The Taliban’s toll is almost 20 times higher.

Despite the inflated toll, the Taliban have had more success recently. Violence in Afghanistan has spiked in the last two years, and Taliban militants now control wide swaths of countryside. In response, the U.S. is planning to pour up to 30,000 more troops into the country this year.

The insurgents’ exaggerations are designed to boost morale inside the Taliban and to attract financing from donors sympathetic to their cause, a U.S. military official and a Taliban expert said.

“They put out this propaganda in order to raise capital to continue their operations,” said Col. Jerry O’Hara, a U.S. military spokesman.

Vahid Mojdeh, the author of a book on the Taliban, said the exaggerated claims help the insurgents recruit new fighters.

“The Taliban needs volunteers to carry out suicide attacks, so they want to show they are killing a lot of people,” Mojdeh said.

In 2008 the AP recorded 3,800 militant deaths based on claims primarily from Afghan officials and the U.S. coalition. Afghan officials sometimes say they base their count on bodies recovered from the battlefield, but other times they base their count on “intelligence reports.”

A Taliban spokesman, Zabiullah Mujahid, stood by the militia’s numbers in a telephone interview Monday, saying that its fighters film every operation and verify the tolls.

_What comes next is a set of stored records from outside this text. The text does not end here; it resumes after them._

//! # porter-core
//!
//! The bundle execution substrate for Porter.
//!
//! Everything that makes a CNAB bundle run correctly and resumably lives
//! here; the `porter` binary is a thin shell around it.
//!
//! ## Layers
//!
//! - `reference`, `bundle`: OCI references and the typed bundle model
//! - `manifest`: the porter.yaml model, its conversion to a bundle and
//!   step templating
//! - `mixin`, `runtime`: the mixin subprocess protocol and the host driver
//! - `dependencies`: resolvers, the bundle graph and scheduling
//! - `claims`, `storage`, `secrets`, `sanitizer`: installation records,
//!   document backends and sensitive value handling
//! - `registry`, `cache`: pulling bundles and caching them on disk
//! - `executor`: runs an action end to end and records it
//!
//! ## Constraints
//!
//! - No global state: stores, caches and secret backends are injected
//! - Deterministic ordering: `BTreeMap` for every keyed collection
//! - Every long-running operation takes a `CancellationToken`

// =============================================================================
// MODULES
// =============================================================================

pub mod bundle;
pub mod cache;
pub mod claims;
pub mod config;
pub mod dependencies;
pub mod executor;
pub mod manifest;
pub mod mixin;
pub mod primitives;
pub mod reference;
pub mod registry;
pub mod runtime;
pub mod sanitizer;
pub mod secrets;
pub mod storage;
pub mod types;

// =============================================================================
// RE-EXPORTS: Core Types (from types module)
// =============================================================================

pub use types::{InstallationRef, OutputFormat, PorterError, Result};

// =============================================================================
// RE-EXPORTS: Bundle Model
// =============================================================================

pub use bundle::{Bundle, ExtendedBundle};
pub use manifest::{Manifest, ManifestConverter};
pub use reference::OCIReference;

// =============================================================================
// RE-EXPORTS: State
// =============================================================================

pub use claims::store::{ListOptions, SetKind};
pub use claims::{Installation, InstallationStore, Output, ResultStatus, Run, RunResult, StrategySet};
pub use sanitizer::Sanitizer;
pub use secrets::{FilesystemSecretStore, InMemorySecretStore, SecretStore, Strategy};
pub use storage::{MemoryStore, RedbStore, Store};

// =============================================================================
// RE-EXPORTS: Execution
// =============================================================================

pub use cache::BundleCache;
pub use config::{Config, ConfigOverrides};
pub use dependencies::{BundleGraph, CompositeResolver};
pub use executor::{ActionExecutor, ActionOutcome, ActionRequest, BundleSource, ParameterOverrides};
pub use mixin::MixinRunner;
pub use registry::{BundleResolver, InMemoryRegistry, OciRegistry, Registry};
pub use runtime::{Driver, HostDriver, Operation, OperationResult};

“The numbers I have given to you, that is counted one by one,” he said. “When we say there are 2,818 vehicles destroyed, that is a correct number. Why aren’t we saying 2,820? Because we have reports of 2,818.”

Mojdeh said that some of the exaggerations likely come from false assumptions. For instance, he said, if a roadside bomb hits a U.S. Humvee, then the Taliban probably report four U.S. deaths, even if everyone inside the armored vehicle survives.